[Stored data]
=== Begin Enclosure ===

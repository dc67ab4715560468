//! Config validation: durations, pool sizes, timeouts.

use crate::config::{AppConfig, DbConfig};
use crate::error::ConfigError;
use std::time::Duration;

/// Pool idle timeout from `db.maxIdleTime`. Accepts humantime spans such as
/// `15m`, `250ms` or compound `1h30m`.
pub fn idle_timeout(db: &DbConfig) -> Result<Duration, ConfigError> {
    humantime::parse_duration(db.max_idle_time.trim()).map_err(|e| ConfigError::InvalidValue {
        key: "db.maxIdleTime",
        message: format!("'{}' is not a duration: {}", db.max_idle_time, e),
    })
}

pub fn validate(config: &AppConfig) -> Result<(), ConfigError> {
    if config.db.dsn.trim().is_empty() {
        return Err(ConfigError::InvalidValue {
            key: "db.dsn",
            message: "must be provided".into(),
        });
    }
    if config.db.max_open_conns == 0 {
        return Err(ConfigError::InvalidValue {
            key: "db.maxOpenConns",
            message: "must be at least 1".into(),
        });
    }
    if config.db.max_idle_conns > config.db.max_open_conns {
        return Err(ConfigError::InvalidValue {
            key: "db.maxIdleConns",
            message: format!("must not exceed maxOpenConns ({})", config.db.max_open_conns),
        });
    }
    idle_timeout(&config.db)?;
    if config.query_timeout_secs == 0 {
        return Err(ConfigError::InvalidValue {
            key: "queryTimeoutSecs",
            message: "must be at least 1".into(),
        });
    }
    Ok(())
}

=== End Enclosure ===

* [Task]
Could you give the number of lines in the entries that contain the string "maxIdleTime"? Only the number, please.

* [Exercise answer]
2